Up to now, I have been using fairly basic Phoenix apps, with simple cookie based session authentication.
what @kokolegorille said - jwt with guardian is an option though - especially if you need/want to be able to invalidate tokens - or keep tabs on a users sessions - eg show which devices/computers they are signed in on - incl granularly signing one of those out etc. - then you need something like guardian + guardian_db
I probably read through most of the threads here regarding token-based authentication. One takeaway is that Guardian is currently very popular, but doesn’t fit my use-case since my web-app does not require server-to-server communication and thus seems overkill.
After rereading “Programming Phoenix”, especially Chapter 5. Authenticating Users, I am leaning towards still using traditional session-based authentication (as detailed in the book).
My main requirement would be role-based authorization, and it would not be a problem to manage this in the database, combined with an authentication plug. The main app is basically request /response–type in nature.
Regarding socket authentication, including GraphQL subscriptions, the book mentions that token authentication works better because the connection is a long-duration connection, and that we cannot access session cookies in a channel. Hence it recommends the generation of a Phoenix.token for already authenticated users and passing that to the socket on the front end.

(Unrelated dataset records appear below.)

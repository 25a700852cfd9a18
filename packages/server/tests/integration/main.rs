mod common;

mod batch;
mod detection;
mod recipe;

So, my thinking is to use session-based authentication for the main app, and tokens only for the WebSocket stuff. I still need to think through whether we would need to the ability to revoke tokens or not, and the implications of that.
Just wondering if there are any big gaping holes in this flow?
jwt can be viewed as overkill - you probably don’t need to encode stuff in your token (I don’t) - and when you add something like guardian_db it kinda defies the concept of this stateless token you can pass around, and you add an extra DB call to each request. (I run everything but initial auth over websockets so very little/no performance penalty in my setup - ymmv) - also think jwts are meant to be shortlived/rotated (I don’t rotate mine) etc.
Think you got it - check for a low :max_age on the Phoenix.token in the socket connect - and you should be good to go.
Then it’s more about how you do the session based auth, think a common pattern is having something like a :authentication_token column in your users schema - that is stored/excahnged in the cookie…
so in the superadmin role got their laptop stolen scenario - you can regenerate that :authentication_token and thus signout/invalidate all that superadmin’s sessions…
Actually you can’t invalidate JWT, that is by it’s design, so I think you have this backwards?
Using something like guardian_db will store a copy of the JWT in the DB that you can then compare against, but then you are losing all purpose of JWT (as the remote server won’t have access to your database verification for example).
Actually JWT is just JSON, no decoding really needed. Although guardian supports encrypting/signing it, which is useful when sending it to other servers via the client (which is the best use-case of Guardian!).
Correct, if you don’t use server<->server data passing then Guardian is pretty well entirely useless for your use-case.
Absolutely. They should generally only be used for one request or just to give access to something for, say, X minutes or so on some other server (or database-less locally, but you can do that via phoenix token more easily then).